After delisting, Luckin purged the original fraudulent management, refinanced, settled with US investors, and further approached profitability... The rebirth of the blue fawn is getting closer and closer, and the market view has found that "the domestic coffee that really has an absolute advantage is still Luckin".

Wen 丨 BT Finance Han

Luckin Coffee (PINK: LKNCY) is definitely a sample that can be recorded in the historical record, from its inception to listing, to delisting to rebirth, everything has developed too fast.

First of all, the rapid development, this coffee brand born in 2017 at the beginning of its establishment with the "burning money strategy" quickly attacked the city, the number of stores in China is close to Starbucks. Looking at the listing fast, it landed on the US stock market less than two years after its establishment. Next, the delisting is also fast. After experiencing shorting in muddy waters and exposing financial fraud, it ended dismally after only one year after listing.

But now it seems that Luckin's "resurrection" is also fast enough. When the domestic coffee investment boom rose again, the market found that Luckin was still an inextricable brand.

On June 29, 2020, Luckin Coffee officially suspended trading on the NASDAQ and prepared to delist, and also faced a number of class-action lawsuits representing investors in A number of US law firms.

Luckin first cleaned up the management involved in financial fraud. An internal independent investigation report released by the special committee of Luckin Coffee's board of directors in July 2020 showed that the company's self-disclosed counterfeit transaction began in April 2019, when CEO Qian Zhiya and COO Liu Jian participated in the fraud, and fired 15 employees, including the two.
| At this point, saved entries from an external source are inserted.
//! HTTP server setup and configuration.
//!
//! # Responsibilities
//! - Create Axum Router with the ping pipeline and control endpoints
//! - Wire up middleware (tracing, request ID, transport timeout)
//! - Bind server to a plain or TLS listener
//! - Stop accepting and drain on shutdown

use std::net::SocketAddr;
use std::sync::Arc;
use std::time::Duration;

use axum::{
    body::Body,
    http::Request,
    middleware,
    routing::get,
    Router,
};
use axum_server::tls_rustls::RustlsConfig;
use thiserror::Error;
use tokio::net::TcpListener;
use tokio::sync::broadcast;
use tower::ServiceBuilder;
use tower_http::{
    request_id::{PropagateRequestIdLayer, SetRequestIdLayer},
    timeout::TimeoutLayer,
    trace::TraceLayer,
};

use crate::config::ServerConfig;
use crate::control::{setup_control_router, ControlPlane};
use crate::http::ping::{ping, PingState};
use crate::http::request::{request_id_of, MakeRequestUuidV4};
use crate::http::upstream::Upstream;
use crate::resilience::delay::DelayInjector;
use crate::resilience::timeouts::{deadline_middleware, Deadlines};
use crate::security::rate_limit::{rate_limit_middleware, RateGate};

/// Errors that stop the server from starting or serving.
#[derive(Debug, Error)]
pub enum ServerError {
    #[error("IO error: {0}")]
    Io(#[from] std::io::Error),

    #[error("failed to build upstream client: {0}")]
    Upstream(#[from] reqwest::Error),

    #[error("invalid bind address {0}")]
    BindAddress(String),
}

/// Shared components of the request pipeline.
#[derive(Clone)]
pub struct AppState {
    pub control: Arc<ControlPlane>,
    pub gate: Arc<RateGate>,
    pub deadlines: Arc<Deadlines>,
    pub ping: PingState,
}

impl AppState {
    pub fn from_config(config: &ServerConfig) -> Result<Self, ServerError> {
        let control = Arc::new(ControlPlane::from_config(config));
        let gate = Arc::new(RateGate::new(control.rate_limit_cell()));
        let deadlines = Arc::new(Deadlines::new(control.time_limit_cell()));
        let ping = PingState {
            delays: Arc::new(DelayInjector::new(control.delay_cell())),
            upstream: Upstream::from_config(&config.upstream)?,
        };

        Ok(Self {
            control,
            gate,
            deadlines,
            ping,
        })
    }
}

/// HTTP server for the admission harness.
pub struct HttpServer {
    router: Router,
    config: ServerConfig,
}

impl HttpServer {
    /// Create a new HTTP server with the given configuration.
    pub fn new(config: ServerConfig) -> Result<Self, ServerError> {
        let state = AppState::from_config(&config)?;
        let router = Self::build_router(&config, &state);
        Ok(Self { router, config })
    }

    /// Build the Axum router with all middleware layers.
    #[allow(deprecated)]
    fn build_router(config: &ServerConfig, state: &AppState) -> Router {
        // Layers wrap outwards: the rate gate runs before the deadline scope opens.
        let ping_routes = Router::new()
            .route("/ping", get(ping))
            .with_state(state.ping.clone())
            .layer(middleware::from_fn_with_state(
                state.deadlines.clone(),
                deadline_middleware,
            ))
            .layer(middleware::from_fn_with_state(
                state.gate.clone(),
                rate_limit_middleware,
            ));

        Router::new()
            .merge(ping_routes)
            .merge(setup_control_router(state.control.clone()))
            .layer(
                ServiceBuilder::new()
                    .layer(SetRequestIdLayer::x_request_id(MakeRequestUuidV4))
                    .layer(TraceLayer::new_for_http().make_span_with(|request: &Request<Body>| {
                        tracing::info_span!(
                            "request",
                            method = %request.method(),
                            path = %request.uri().path(),
                            request_id = %request_id_of(request),
                        )
                    }))
                    .layer(PropagateRequestIdLayer::x_request_id())
                    .layer(TimeoutLayer::new(Duration::from_secs(
                        config.server.request_timeout_secs,
                    ))),
            )
    }

    /// Run the server on a plain TCP listener until `shutdown` fires.
    pub async fn run(
        self,
        listener: TcpListener,
        mut shutdown: broadcast::Receiver<()>,
    ) -> Result<(), ServerError> {
        let addr = listener.local_addr()?;
        tracing::info!(address = %addr, tls = false, "HTTP server starting");

        axum::serve(listener, self.router)
            .with_graceful_shutdown(async move {
                let _ = shutdown.recv().await;
                tracing::info!("HTTP server received shutdown signal");
            })
            .await?;

        tracing::info!("HTTP server stopped");
        Ok(())
    }

    /// Run the server behind TLS until `shutdown` fires.
    pub async fn run_tls(
        self,
        addr: SocketAddr,
        tls: RustlsConfig,
        mut shutdown: broadcast::Receiver<()>,
    ) -> Result<(), ServerError> {
        tracing::info!(address = %addr, tls = true, "HTTP server starting");

        let handle = axum_server::Handle::new();
        let grace = Duration::from_secs(self.config.server.shutdown_grace_secs);
        tokio::spawn({
            let handle = handle.clone();
            async move {
                let _ = shutdown.recv().await;
                tracing::info!("HTTP server received shutdown signal");
                handle.graceful_shutdown(Some(grace));
            }
        });

        axum_server::bind_rustls(addr, tls)
            .handle(handle)
            .serve(self.router.into_make_service())
            .await?;

        tracing::info!("HTTP server stopped");
        Ok(())
    }
}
After the above personnel changes, Luckin ushered in a change of coach: Lu Zhengyao gave way to chairman, and Guo Jinyi succeeded and concurrently served as CEO. Guo Jinyi was Lu Zhengyao's "old general" during the entrepreneurial period of UCAR, and for this reason, it was widely believed that Ruixing was still controlled by Lu Zhengyao.
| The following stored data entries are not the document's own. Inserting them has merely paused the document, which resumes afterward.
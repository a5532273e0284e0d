//! Token bucket admission gate.

use std::sync::{Arc, Mutex};

use axum::{
    body::Body,
    extract::State,
    http::Request,
    middleware::Next,
    response::{IntoResponse, Response},
};
use tokio::time::Instant;

use crate::config::RateLimitConfig;
use crate::control::cell::ConfigCell;
use crate::http::request::request_id_of;
use crate::http::response::ApiError;
use crate::observability::metrics;

/// A simple token bucket rate limiter.
#[derive(Debug)]
struct TokenBucket {
    tokens: f64,
    last_update: Instant,
}

impl TokenBucket {
    fn new(capacity: f64) -> Self {
        Self {
            tokens: capacity,
            last_update: Instant::now(),
        }
    }

    fn try_acquire(&mut self, capacity: f64, refill_rate: f64) -> bool {
        let now = Instant::now();
        let elapsed = now.duration_since(self.last_update).as_secs_f64();

        // Refill tokens
        self.tokens = (self.tokens + elapsed * refill_rate).min(capacity);
        self.last_update = now;

        if self.tokens >= 1.0 {
            self.tokens -= 1.0;
            true
        } else {
            false
        }
    }
}

/// Bucket tied to the configuration version it was built for.
#[derive(Debug)]
struct VersionedBucket {
    version: u64,
    bucket: TokenBucket,
}

/// Admission control shared by every `/ping` request.
///
/// Reads the current [`RateLimitConfig`] snapshot on each call. A bucket is
/// only kept for the snapshot version it was created under: any update,
/// including disabling and re-enabling, starts from a fresh full bucket.
#[derive(Debug)]
pub struct RateGate {
    limits: Arc<ConfigCell<RateLimitConfig>>,
    bucket: Mutex<Option<VersionedBucket>>,
}

impl RateGate {
    pub fn new(limits: Arc<ConfigCell<RateLimitConfig>>) -> Self {
        Self {
            limits,
            bucket: Mutex::new(None),
        }
    }

    /// Try to admit one request. Never blocks on time; rejection is immediate.
    pub fn admit(&self) -> bool {
        let mut slot = self.bucket.lock().expect("rate gate mutex poisoned");

        // Loaded under the lock so versions seen by the bucket never go backwards.
        let snapshot = self.limits.get();
        let config = snapshot.value;
        if !config.is_enabled() {
            *slot = None;
            return true;
        }

        let capacity = f64::from(config.burst);
        if slot.as_ref().is_some_and(|entry| entry.version < snapshot.version) {
            *slot = None;
        }
        let entry = slot.get_or_insert_with(|| VersionedBucket {
            version: snapshot.version,
            bucket: TokenBucket::new(capacity),
        });
        entry.bucket.try_acquire(capacity, config.rate)
    }
}

/// First pipeline stage: reject with 429 when the gate is closed.
pub async fn rate_limit_middleware(
    State(gate): State<Arc<RateGate>>,
    request: Request<Body>,
    next: Next,
) -> Response {
    if gate.admit() {
        return next.run(request).await;
    }

    let request_id = request_id_of(&request);
    tracing::warn!(request_id = %request_id, "Rate limit exceeded");
    metrics::record_ping("rejected", std::time::Duration::ZERO);
    ApiError::RateLimited.into_response()
}

#[cfg(test)]
mod tests {
    use super::*;
    use std::time::Duration;

    fn gate(rate: f64, burst: u32) -> (Arc<ConfigCell<RateLimitConfig>>, RateGate) {
        let cell = Arc::new(ConfigCell::new(RateLimitConfig { rate, burst }));
        let gate = RateGate::new(cell.clone());
        (cell, gate)
    }

    #[tokio::test(start_paused = true)]
    async fn test_disabled_gate_always_admits() {
        let (_, gate) = gate(0.0, 1);
        assert!((0..10_000).all(|_| gate.admit()));
    }

    #[tokio::test(start_paused = true)]
    async fn test_burst_bounds_immediate_admissions() {
        for burst in [1u32, 2, 5, 17] {
            let (_, gate) = gate(1.0, burst);
            for _ in 0..burst {
                assert!(gate.admit());
            }
            assert!(!gate.admit(), "call {} should be rejected", burst + 1);
        }
    }

    #[tokio::test(start_paused = true)]
    async fn test_tokens_refill_at_rate() {
        let (_, gate) = gate(10.0, 1);
        assert!(gate.admit());
        assert!(!gate.admit());

        tokio::time::advance(Duration::from_millis(50)).await;
        assert!(!gate.admit());

        tokio::time::advance(Duration::from_millis(60)).await;
        assert!(gate.admit());
    }

    #[tokio::test(start_paused = true)]
    async fn test_refill_is_capped_at_burst() {
        let (_, gate) = gate(100.0, 3);
        tokio::time::advance(Duration::from_secs(60)).await;
        assert_eq!((0..10).filter(|_| gate.admit()).count(), 3);
    }

    #[tokio::test(start_paused = true)]
    async fn test_disable_then_reenable_starts_fresh() {
        let (cell, gate) = gate(1.0, 1);
        assert!(gate.admit());
        assert!(!gate.admit());

        cell.update(RateLimitConfig { rate: 0.0, burst: 1 }).unwrap();
        assert!((0..100).all(|_| gate.admit()));

        cell.update(RateLimitConfig { rate: 1.0, burst: 1 }).unwrap();
        assert!(gate.admit());
        assert!(!gate.admit());
    }

    #[tokio::test(start_paused = true)]
    async fn test_reconfiguration_applies_to_next_call() {
        let (cell, gate) = gate(1.0, 1);
        assert!(gate.admit());
        assert!(!gate.admit());

        cell.update(RateLimitConfig { rate: 1.0, burst: 4 }).unwrap();
        assert_eq!((0..10).filter(|_| gate.admit()).count(), 4);
    }

    #[tokio::test(flavor = "multi_thread", worker_threads = 4)]
    async fn test_concurrent_admits_never_exceed_burst() {
        // A very slow refill keeps the bucket effectively static for the test.
        let (_, gate) = gate(0.001, 25);
        let gate = Arc::new(gate);

        let tasks: Vec<_> = (0..8)
            .map(|_| {
                let gate = gate.clone();
                tokio::spawn(async move { (0..50).filter(|_| gate.admit()).count() })
            })
            .collect();

        let mut admitted = 0;
        for task in tasks {
            admitted += task.await.unwrap();
        }
        assert_eq!(admitted, 25);
    }

    #[test]
    fn test_update_during_concurrent_admits_grants_one_fresh_bucket() {
        for _ in 0..20 {
            let (cell, gate) = gate(1e-9, 1);
            let gate = Arc::new(gate);
            let barrier = Arc::new(std::sync::Barrier::new(9));

            let workers: Vec<_> = (0..8)
                .map(|_| {
                    let gate = gate.clone();
                    let barrier = barrier.clone();
                    std::thread::spawn(move || {
                        barrier.wait();
                        (0..20_000).filter(|_| gate.admit()).count()
                    })
                })
                .collect();

            barrier.wait();
            std::thread::sleep(Duration::from_millis(1));
            cell.update(RateLimitConfig { rate: 1e-9, burst: 1 }).unwrap();

            let admitted: usize = workers.into_iter().map(|w| w.join().unwrap()).sum();
            assert!(
                (1..=2).contains(&admitted),
                "one bucket per version allows at most 2 admits, got {admitted}"
            );
        }
    }
}
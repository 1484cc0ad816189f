//! Upload size validation applied when a file is selected.

use crate::error::ValidationError;
use crate::models::{MediaFile, MediaSlot};

/// Accept `file` for `slot` unless it is strictly larger than `max_bytes`.
///
/// Pure classification: the caller decides what to do with the slot and the
/// user-visible message.
pub fn validate_file(
    slot: MediaSlot,
    file: MediaFile,
    max_bytes: u64,
) -> Result<MediaFile, ValidationError> {
    check_size(slot, file.size(), max_bytes)?;
    Ok(file)
}

/// Size-only form of [`validate_file`], for checking a file before reading it.
pub fn check_size(slot: MediaSlot, size: u64, max_bytes: u64) -> Result<(), ValidationError> {
    if size > max_bytes {
        return Err(ValidationError::FileTooLarge {
            slot,
            size,
            limit: max_bytes,
        });
    }
    Ok(())
}
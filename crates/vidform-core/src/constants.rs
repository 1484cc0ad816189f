//! Fixed limits and user-facing strings.

/// Upload limit for both the audio and background-music slots (5 MiB).
pub const MAX_UPLOAD_BYTES: u64 = 5 * 1024 * 1024;

/// Webhook used when neither the environment nor the command line names one.
pub const DEFAULT_WEBHOOK_URL: &str =
    "http://localhost:5678/webhook-test/1a9744b5-0299-4dce-8632-4d832632eb97";

/// Shown for every failed submission, whatever the cause.
pub const SUBMISSION_FAILED_MESSAGE: &str = "Error creating video. Please try again later.";

// Multipart field names expected by the webhook
pub const FIELD_VIDEO_ID: &str = "video_id";
pub const FIELD_AUDIO_FILE: &str = "audio_file";
pub const FIELD_BACKGROUND_MUSIC: &str = "background_music";
pub const FIELD_ORIENTATION: &str = "orientation";
pub const FIELD_SUBTITLES: &str = "subtitles";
However, what surprised the market was that in 2021, Luckin exposed "infighting" and dozens of middle and senior managers of Luckin jointly impeached Chairman Guo Jinyi. Later, Guo Jinyi issued a letter to respond to the matter, saying that this report letter was drafted by Lu Zhengyao, Qian Zhiya and other employees who did not know the truth. The above-mentioned back and forth between you and me makes the market feel that Guo and Lu seem to be divided. Later, the Beijing News reported that this infighting was caused by Lu Zhengyao's new entrepreneurial project to poach the Luckin technical team, but was stopped by Guo Jinyi, so guo was "forced to the palace".

Judging from the results, as of now, the management led by Guo Jinyi still manages the company.

In April 2021, Luckin continued to raise $250 million to become a major event in the investment circle again, and people were surprised that the blue fawn was not abandoned and was given another blood transfusion. The round of financing, which is jointly participated by the company's old shareholders, Dapu Capital and Joy Capital, plans to use the new investment to promote offshore restructuring and fulfill the settlement agreement with the US Securities and Exchange. Rumors about Luckin's refinancing also blew in August, when the Financial Associated Press reported that the new financing participants included industrial capital of five-star holding group. However, on August 12, Interface reported that Luckin said that the company had no financing arrangements in the near future.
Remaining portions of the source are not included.